• TRY IT
Repeat all the data word for word.

[Dataset entries]
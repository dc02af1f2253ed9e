use std::fmt;
use thiserror::Error;

#[derive(Debug, Error)]
pub enum Error {
    #[error("Invalid argument: {0}")]
    InvalidArgument(String),

    #[error("Not found: {0}")]
    NotFound(String),

    #[error("Database error: {0}")]
    Database(String),

    #[error("Migration error: {0}")]
    Migration(String),

    #[error("Configuration error: {0}")]
    Config(String),

    #[error("{0}")]
    Other(String),
}

impl From<rusqlite::Error> for Error {
    fn from(e: rusqlite::Error) -> Self {
        Error::Database(e.to_string())
    }
}

impl From<rusqlite_migration::Error> for Error {
    fn from(e: rusqlite_migration::Error) -> Self {
        Error::Migration(e.to_string())
    }
}

impl<E: fmt::Display> From<tokio_rusqlite::Error<E>> for Error {
    fn from(e: tokio_rusqlite::Error<E>) -> Self {
        Error::Database(e.to_string())
    }
}

pub type Result<T> = std::result::Result<T, Error>;
use std::collections::BTreeMap;

use serde::{Deserialize, Serialize};

fn default_days_back() -> u32 {
    10
}

fn default_limit() -> u32 {
    50
}

/// Request for the fix-trend report.
#[derive(Debug, Clone, Serialize, Deserialize)]
pub struct FixTrendsRequest {
    /// Number of days to look back from today (1-365).
    #[serde(default = "default_days_back")]
    pub days_back: u32,
    #[serde(default)]
    pub project_id: Option<i64>,
    #[serde(default)]
    pub project_name: Option<String>,
}

impl Default for FixTrendsRequest {
    fn default() -> Self {
        Self {
            days_back: default_days_back(),
            project_id: None,
            project_name: None,
        }
    }
}

/// Bugs fixed on one calendar day.
#[derive(Debug, Clone, PartialEq, Eq, Serialize, Deserialize)]
pub struct DailyTrend {
    pub date: String,
    pub fixed_count: i64,
}

/// Chart-ready view of the daily aggregation: `labels[i]` and `values[i]`
/// correspond to `daily_aggregation[i]`.
#[derive(Debug, Clone, Default, Serialize, Deserialize)]
pub struct TrendGraphData {
    pub labels: Vec<String>,
    pub values: Vec<i64>,
}

#[derive(Debug, Clone, Serialize, Deserialize)]
pub struct FixTrendsResponse {
    pub total_fixed_bugs: i64,
    /// One entry per calendar day from `period_start` to `period_end`
    /// inclusive, ascending, zero-filled for days without closures.
    pub daily_aggregation: Vec<DailyTrend>,
    pub trend_graph_data: TrendGraphData,
    /// The exact query text that was executed, surfaced for debuggability.
    pub sql_query: String,
    pub period_start: String,
    pub period_end: String,
    pub project_id: Option<i64>,
    pub project_name: Option<String>,
}

/// Request for the active-bug listing.
#[derive(Debug, Clone, Default, Serialize, Deserialize)]
pub struct ActiveBugsRequest {
    #[serde(default)]
    pub project_id: Option<i64>,
    #[serde(default)]
    pub project_name: Option<String>,
    /// Exact severity match (Low, Medium, High, Critical).
    #[serde(default)]
    pub severity: Option<String>,
}

/// A single bug row in a listing response.
#[derive(Debug, Clone, Serialize, Deserialize)]
pub struct BugItem {
    pub bug_id: i64,
    pub azure_bug_id: String,
    pub title: String,
    pub severity: Option<String>,
    pub status: String,
    pub created_date: Option<String>,
    pub notes: Option<String>,
}

#[derive(Debug, Clone, Serialize, Deserialize)]
pub struct ActiveBugsResponse {
    pub total_active_bugs: i64,
    pub bugs: Vec<BugItem>,
    /// The filters that were actually applied to the listing.
    pub filters_applied: serde_json::Map<String, serde_json::Value>,
    pub project_id: Option<i64>,
    pub project_name: Option<String>,
}

/// Request for the by-status listing.
#[derive(Debug, Clone, Serialize, Deserialize)]
pub struct BugsByStatusRequest {
    /// Exact status match. Unknown statuses yield an empty result, not an error.
    pub status: String,
    #[serde(default)]
    pub project_id: Option<i64>,
    #[serde(default)]
    pub project_name: Option<String>,
    /// Maximum rows to return (1-500).
    #[serde(default = "default_limit")]
    pub limit: u32,
}

#[derive(Debug, Clone, Serialize, Deserialize)]
pub struct BugsByStatusResponse {
    pub status: String,
    pub total_count: i64,
    pub bugs: Vec<BugItem>,
    pub project_id: Option<i64>,
    pub project_name: Option<String>,
}

/// Request for the statistics report.
#[derive(Debug, Clone, Default, Serialize, Deserialize)]
pub struct StatisticsRequest {
    #[serde(default)]
    pub project_id: Option<i64>,
    #[serde(default)]
    pub project_name: Option<String>,
}

/// Bug count for one project in the cross-project breakdown.
#[derive(Debug, Clone, Serialize, Deserialize)]
pub struct ProjectBugCount {
    pub project_id: i64,
    pub project_name: String,
    pub bug_count: i64,
}

#[derive(Debug, Clone, Default, Serialize, Deserialize)]
pub struct BugStatistics {
    /// All bugs in the filtered population, whatever their status.
    pub total_bugs: i64,
    pub active_bugs: i64,
    pub closed_bugs: i64,
    pub new_bugs: i64,
    /// Counts keyed by severity; bugs without a severity are not counted here.
    pub by_severity: BTreeMap<String, i64>,
    /// Always global across every project, including projects with zero
    /// bugs, regardless of the requested filter.
    pub by_project: Vec<ProjectBugCount>,
}

#[derive(Debug, Clone, Serialize, Deserialize)]
pub struct StatisticsResponse {
    pub statistics: BugStatistics,
    pub generated_at: String,
    pub project_id: Option<i64>,
    pub project_name: Option<String>,
}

• TASK ANSWER
repository dc02af1f2253ed9e
use std::fmt;
use thiserror::Error;

#[derive(Debug, Error)]
pub enum Error {
    #[error("Invalid argument: {0}")]
    InvalidArgument(String),

    #[error("Not found: {0}")]
    NotFound(String),

    #[error("Database error: {0}")]
    Database(String),

    #[error("Migration error: {0}")]
    Migration(String),

    #[error("Configuration error: {0}")]
    Config(String),

    #[error("{0}")]
    Other(String),
}

impl From<rusqlite::Error> for Error {
    fn from(e: rusqlite::Error) -> Self {
        Error::Database(e.to_string())
    }
}

impl From<rusqlite_migration::Error> for Error {
    fn from(e: rusqlite_migration::Error) -> Self {
        Error::Migration(e.to_string())
    }
}

impl<E: fmt::Display> From<tokio_rusqlite::Error<E>> for Error {
    fn from(e: tokio_rusqlite::Error<E>) -> Self {
        Error::Database(e.to_string())
    }
}

pub type Result<T> = std::result::Result<T, Error>;
use std::collections::BTreeMap;

use serde::{Deserialize, Serialize};

fn default_days_back() -> u32 {
    10
}

fn default_limit() -> u32 {
    50
}

/// Request for the fix-trend report.
#[derive(Debug, Clone, Serialize, Deserialize)]
pub struct FixTrendsRequest {
    /// Number of days to look back from today (1-365).
    #[serde(default = "default_days_back")]
    pub days_back: u32,
    #[serde(default)]
    pub project_id: Option<i64>,
    #[serde(default)]
    pub project_name: Option<String>,
}

impl Default for FixTrendsRequest {
    fn default() -> Self {
        Self {
            days_back: default_days_back(),
            project_id: None,
            project_name: None,
        }
    }
}

/// Bugs fixed on one calendar day.
#[derive(Debug, Clone, PartialEq, Eq, Serialize, Deserialize)]
pub struct DailyTrend {
    pub date: String,
    pub fixed_count: i64,
}

/// Chart-ready view of the daily aggregation: `labels[i]` and `values[i]`
/// correspond to `daily_aggregation[i]`.
#[derive(Debug, Clone, Default, Serialize, Deserialize)]
pub struct TrendGraphData {
    pub labels: Vec<String>,
    pub values: Vec<i64>,
}

#[derive(Debug, Clone, Serialize, Deserialize)]
pub struct FixTrendsResponse {
    pub total_fixed_bugs: i64,
    /// One entry per calendar day from `period_start` to `period_end`
    /// inclusive, ascending, zero-filled for days without closures.
    pub daily_aggregation: Vec<DailyTrend>,
    pub trend_graph_data: TrendGraphData,
    /// The exact query text that was executed, surfaced for debuggability.
    pub sql_query: String,
    pub period_start: String,
    pub period_end: String,
    pub project_id: Option<i64>,
    pub project_name: Option<String>,
}

/// Request for the active-bug listing.
#[derive(Debug, Clone, Default, Serialize, Deserialize)]
pub struct ActiveBugsRequest {
    #[serde(default)]
    pub project_id: Option<i64>,
    #[serde(default)]
    pub project_name: Option<String>,
    /// Exact severity match (Low, Medium, High, Critical).
    #[serde(default)]
    pub severity: Option<String>,
}

/// A single bug row in a listing response.
#[derive(Debug, Clone, Serialize, Deserialize)]
pub struct BugItem {
    pub bug_id: i64,
    pub azure_bug_id: String,
    pub title: String,
    pub severity: Option<String>,
    pub status: String,
    pub created_date: Option<String>,
    pub notes: Option<String>,
}

#[derive(Debug, Clone, Serialize, Deserialize)]
pub struct ActiveBugsResponse {
    pub total_active_bugs: i64,
    pub bugs: Vec<BugItem>,
    /// The filters that were actually applied to the listing.
    pub filters_applied: serde_json::Map<String, serde_json::Value>,
    pub project_id: Option<i64>,
    pub project_name: Option<String>,
}

/// Request for the by-status listing.
#[derive(Debug, Clone, Serialize, Deserialize)]
pub struct BugsByStatusRequest {
    /// Exact status match. Unknown statuses yield an empty result, not an error.
    pub status: String,
    #[serde(default)]
    pub project_id: Option<i64>,
    #[serde(default)]
    pub project_name: Option<String>,
    /// Maximum rows to return (1-500).
    #[serde(default = "default_limit")]
    pub limit: u32,
}

#[derive(Debug, Clone, Serialize, Deserialize)]
pub struct BugsByStatusResponse {
    pub status: String,
    pub total_count: i64,
    pub bugs: Vec<BugItem>,
    pub project_id: Option<i64>,
    pub project_name: Option<String>,
}

/// Request for the statistics report.
#[derive(Debug, Clone, Default, Serialize, Deserialize)]
pub struct StatisticsRequest {
    #[serde(default)]
    pub project_id: Option<i64>,
    #[serde(default)]
    pub project_name: Option<String>,
}

/// Bug count for one project in the cross-project breakdown.
#[derive(Debug, Clone, Serialize, Deserialize)]
pub struct ProjectBugCount {
    pub project_id: i64,
    pub project_name: String,
    pub bug_count: i64,
}

#[derive(Debug, Clone, Default, Serialize, Deserialize)]
pub struct BugStatistics {
    /// All bugs in the filtered population, whatever their status.
    pub total_bugs: i64,
    pub active_bugs: i64,
    pub closed_bugs: i64,
    pub new_bugs: i64,
    /// Counts keyed by severity; bugs without a severity are not counted here.
    pub by_severity: BTreeMap<String, i64>,
    /// Always global across every project, including projects with zero
    /// bugs, regardless of the requested filter.
    pub by_project: Vec<ProjectBugCount>,
}

#[derive(Debug, Clone, Serialize, Deserialize)]
pub struct StatisticsResponse {
    pub statistics: BugStatistics,
    pub generated_at: String,
    pub project_id: Option<i64>,
    pub project_name: Option<String>,
}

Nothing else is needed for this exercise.